■ **WORK TO COMPLETE**
Could you print every record below exactly as written?

■ **TASK INPUT**
* * *
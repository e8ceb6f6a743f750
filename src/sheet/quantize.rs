use crate::audio::pitch::PitchEstimate;
use crate::sheet::keyboard::{nearest_key, Key};

#[derive(Debug, Clone, Copy, PartialEq)]
pub struct QuantizerConfig {
    /// Largest distance from a key center, in cents, still mapped onto that
    /// key. The default of 100 (one half step) means any detected frequency
    /// lands on some key unless it falls outside the table's range.
    pub tolerance_cents: f32,
}

impl Default for QuantizerConfig {
    fn default() -> Self {
        Self {
            tolerance_cents: 100.0,
        }
    }
}

/// One analysis frame after quantization. `key` is `None` for unvoiced
/// frames and for frequencies beyond the tolerance of every key.
#[derive(Debug, Clone, Copy, PartialEq)]
pub struct QuantizedFrame {
    pub time: f32,
    pub key: Option<Key>,
}

/// Quantize a pitch track frame by frame. The output is aligned with the
/// input so downstream run merging can reason about frame gaps.
pub fn quantize(track: &[PitchEstimate], cfg: &QuantizerConfig) -> Vec<QuantizedFrame> {
    track
        .iter()
        .map(|frame| {
            let key = frame
                .frequency
                .filter(|freq| freq.is_finite() && *freq > 0.0)
                .and_then(|freq| {
                    let (key, cents) = nearest_key(freq);
                    (cents <= cfg.tolerance_cents).then_some(key)
                });
            QuantizedFrame {
                time: frame.time,
                key,
            }
        })
        .collect()
}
* * *
■ **ANSWER TO THIS PROBLEM**
repository e8ceb6f6a743f750
filename src/sheet/quantize.rs
use crate::audio::pitch::PitchEstimate;
use crate::sheet::keyboard::{nearest_key, Key};

#[derive(Debug, Clone, Copy, PartialEq)]
pub struct QuantizerConfig {
    /// Largest distance from a key center, in cents, still mapped onto that
    /// key. The default of 100 (one half step) means any detected frequency
    /// lands on some key unless it falls outside the table's range.
    pub tolerance_cents: f32,
}

impl Default for QuantizerConfig {
    fn default() -> Self {
        Self {
            tolerance_cents: 100.0,
        }
    }
}

/// One analysis frame after quantization. `key` is `None` for unvoiced
/// frames and for frequencies beyond the tolerance of every key.
#[derive(Debug, Clone, Copy, PartialEq)]
pub struct QuantizedFrame {
    pub time: f32,
    pub key: Option<Key>,
}

/// Quantize a pitch track frame by frame. The output is aligned with the
/// input so downstream run merging can reason about frame gaps.
pub fn quantize(track: &[PitchEstimate], cfg: &QuantizerConfig) -> Vec<QuantizedFrame> {
    track
        .iter()
        .map(|frame| {
            let key = frame
                .frequency
                .filter(|freq| freq.is_finite() && *freq > 0.0)
                .and_then(|freq| {
                    let (key, cents) = nearest_key(freq);
                    (cents <= cfg.tolerance_cents).then_some(key)
                });
            QuantizedFrame {
                time: frame.time,
                key,
            }
        })
        .collect()
}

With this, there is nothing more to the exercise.